Question

There are $8$ types of pant pieces and $9$ types of shirt pieces with a man. The number of ways in which a pair ($1$ pant, $1$ shirt) can be stitched by the tailor is
A) $17$
B) $56$
C) $64$
D) $72$

Answer 1

There are $8$ types of pant pieces. So for every shirt piece, there are $8$ possible ways to make a unique outfit. There are $9$ types of shirt pieces. A man can wear each shirt with one pant only. So multiply the number of pants with the number of shirts to get the answer.

Complete step-by-step answer:
Given, number of pant pieces= $8$
Number of shirt pieces= $9$
We have to find the number of ways in which a pair ($1$ pant, $1$ shirt) can be stitched by the tailor.
This is a question of permutation and combination, which can be solved by using a table, a tree diagram or using the Fundamental Counting Principle.
Here we can solve this question by Fundamental Counting Principle which explains how you can find the total number of outcomes for multiple experiments by multiplying the number of outcomes for each separate experiment.
So, we just need to multiply the number of pants with the number of shirts to get the answer.
$8 \times 9 = 72$
So there are $72$ ways in which a pair ($1$ pant, $1$ shirt) can be stitched by the tailor.
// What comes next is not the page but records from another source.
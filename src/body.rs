//! Body pose landmarks.

use std::path::Path;

use crate::landmark::{Estimate, Landmark, Landmarks, Network};
use crate::nn::{Cnn, CnnInputShape, ColorMapper, NeuralNetwork, Outputs};
use crate::num::sigmoid;

/// Number of named pose landmarks.
const NUM_POSE_LANDMARKS: usize = 33;
/// The pose network also outputs 6 auxiliary landmarks used for RoI tracking.
const NUM_AUX_LANDMARKS: usize = 6;

/// Body pose landmarks of a single person.
#[derive(Debug, Clone)]
pub struct BodyLandmarks {
    pose_presence: f32,
    landmarks: Landmarks,
}

impl Default for BodyLandmarks {
    fn default() -> Self {
        Self {
            pose_presence: 0.0,
            landmarks: Landmarks::new(NUM_POSE_LANDMARKS + NUM_AUX_LANDMARKS),
        }
    }
}

impl Estimate for BodyLandmarks {
    #[inline]
    fn landmarks_mut(&mut self) -> &mut Landmarks {
        &mut self.landmarks
    }

    #[inline]
    fn confidence(&self) -> f32 {
        self.pose_presence
    }
}

impl BodyLandmarks {
    /// Creates a set of body landmarks with every landmark at the origin.
    pub fn new() -> Self {
        Self::default()
    }

    /// Builder-style setter placing landmark `idx` at `(x, y)`.
    pub fn with(mut self, idx: LandmarkIdx, x: f64, y: f64) -> Self {
        self.set(idx, Landmark::at(x, y));
        self
    }

    pub fn pose_landmarks(&self) -> impl Iterator<Item = Landmark> + '_ {
        (0..NUM_POSE_LANDMARKS).map(|i| self.landmarks.get(i))
    }

    pub fn get(&self, idx: LandmarkIdx) -> Landmark {
        self.landmarks.get(idx as usize)
    }

    pub fn set(&mut self, idx: LandmarkIdx, landmark: Landmark) {
        self.landmarks.set(idx as usize, landmark);
    }

    #[cfg(test)]
    pub(crate) fn with_confidence(mut self, presence: f32) -> Self {
        self.pose_presence = presence;
        self
    }

    /// Returns whether landmark `idx` is likely visible in the frame.
    ///
    /// Landmarks without visibility information are treated as visible.
    pub fn is_visible(&self, idx: LandmarkIdx) -> bool {
        self.get(idx).visibility().map_or(true, |v| v > 0.5)
    }
}

#[derive(Debug, Clone, Copy, PartialEq, Eq)]
pub enum LandmarkIdx {
    Nose = 0,
    LeftEyeInner = 1,
    LeftEye = 2,
    LeftEyeOuter = 3,
    RightEyeInner = 4,
    RightEye = 5,
    RightEyeOuter = 6,
    LeftEar = 7,
    RightEar = 8,
    MouthLeft = 9,
    MouthRight = 10,
    LeftShoulder = 11,
    RightShoulder = 12,
    LeftElbow = 13,
    RightElbow = 14,
    LeftWrist = 15,
    RightWrist = 16,
    LeftPinky = 17,
    RightPinky = 18,
    LeftIndex = 19,
    RightIndex = 20,
    LeftThumb = 21,
    RightThumb = 22,
    LeftHip = 23,
    RightHip = 24,
    LeftKnee = 25,
    RightKnee = 26,
    LeftAnkle = 27,
    RightAnkle = 28,
    LeftHeel = 29,
    RightHeel = 30,
    LeftFootIndex = 31,
    RightFootIndex = 32,
}

/// Landmarks on the head, from the nose to the mouth corners.
pub const HEAD_LANDMARKS: &[LandmarkIdx] = {
    use LandmarkIdx::*;
    &[
        Nose,
        LeftEyeInner,
        LeftEye,
        LeftEyeOuter,
        RightEyeInner,
        RightEye,
        RightEyeOuter,
        LeftEar,
        RightEar,
        MouthLeft,
        MouthRight,
    ]
};

/// The full-size pose landmark network (`pose_landmark_full.onnx`).
pub struct PoseNetwork {
    cnn: Cnn,
}

impl PoseNetwork {
    pub const FILE_NAME: &'static str = "pose_landmark_full.onnx";

    /// Loads the network from `model_dir`.
    pub fn load(model_dir: &Path) -> anyhow::Result<Self> {
        let cnn = Cnn::new(
            NeuralNetwork::from_path(model_dir.join(Self::FILE_NAME))?,
            CnnInputShape::NCHW,
            ColorMapper::linear(0.0..=1.0),
        )?;
        Ok(Self { cnn })
    }
}

impl Network for PoseNetwork {
    type Output = BodyLandmarks;

    fn cnn(&self) -> &Cnn {
        &self.cnn
    }

    fn extract(&self, outputs: &Outputs, estimate: &mut BodyLandmarks) -> anyhow::Result<()> {
        let screen_landmarks = outputs.f32s(0)?;
        let expected = (NUM_POSE_LANDMARKS + NUM_AUX_LANDMARKS) * 5;
        if screen_landmarks.len() != expected {
            anyhow::bail!(
                "pose network returned {} values, expected {}",
                screen_landmarks.len(),
                expected
            );
        }

        estimate.pose_presence = outputs.scalar(1)?;

        for (i, chunk) in screen_landmarks.chunks_exact(5).enumerate() {
            let [x, y, z, visibility, _presence] = [chunk[0], chunk[1], chunk[2], chunk[3], chunk[4]];
            estimate.landmarks.set(
                i,
                Landmark::new([x.into(), y.into(), z.into()]).with_visibility(sigmoid(visibility)),
            );
        }

        Ok(())
    }
}

#[cfg(test)]
mod tests {
    use super::*;

    #[test]
    fn builder_sets_landmarks() {
        let body = BodyLandmarks::new()
            .with(LandmarkIdx::Nose, 0.5, 0.3)
            .with(LandmarkIdx::RightWrist, 0.6, 0.2);
        assert_eq!(body.get(LandmarkIdx::Nose), Landmark::at(0.5, 0.3));
        assert_eq!(body.get(LandmarkIdx::RightWrist).y(), 0.2);
        assert_eq!(body.get(LandmarkIdx::LeftWrist).x(), 0.0);
        assert_eq!(body.pose_landmarks().count(), 33);
        assert!(body.is_visible(LandmarkIdx::Nose));
    }

    #[test]
    fn visibility() {
        let mut body = BodyLandmarks::new();
        body.set(
            LandmarkIdx::LeftWrist,
            Landmark::at(0.1, 0.1).with_visibility(0.2),
        );
        assert!(!body.is_visible(LandmarkIdx::LeftWrist));
        assert!(!body.is_visible(LandmarkIdx::RightWrist));
    }
}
Hence, option (D) is the correct answer.

Note: This question can also be do by following method:
Ways in which a pair ($1$ pant, $1$ shirt) can be stitched by the tailor = Ways to select $1$ pant piece out of $8$ pant pieces $\times$ Ways to select $1$ shirt piece out of $9$ shirt pieces = ${}^8{C_1} \times {}^9{C_1} = 8 \times 9 = 72$.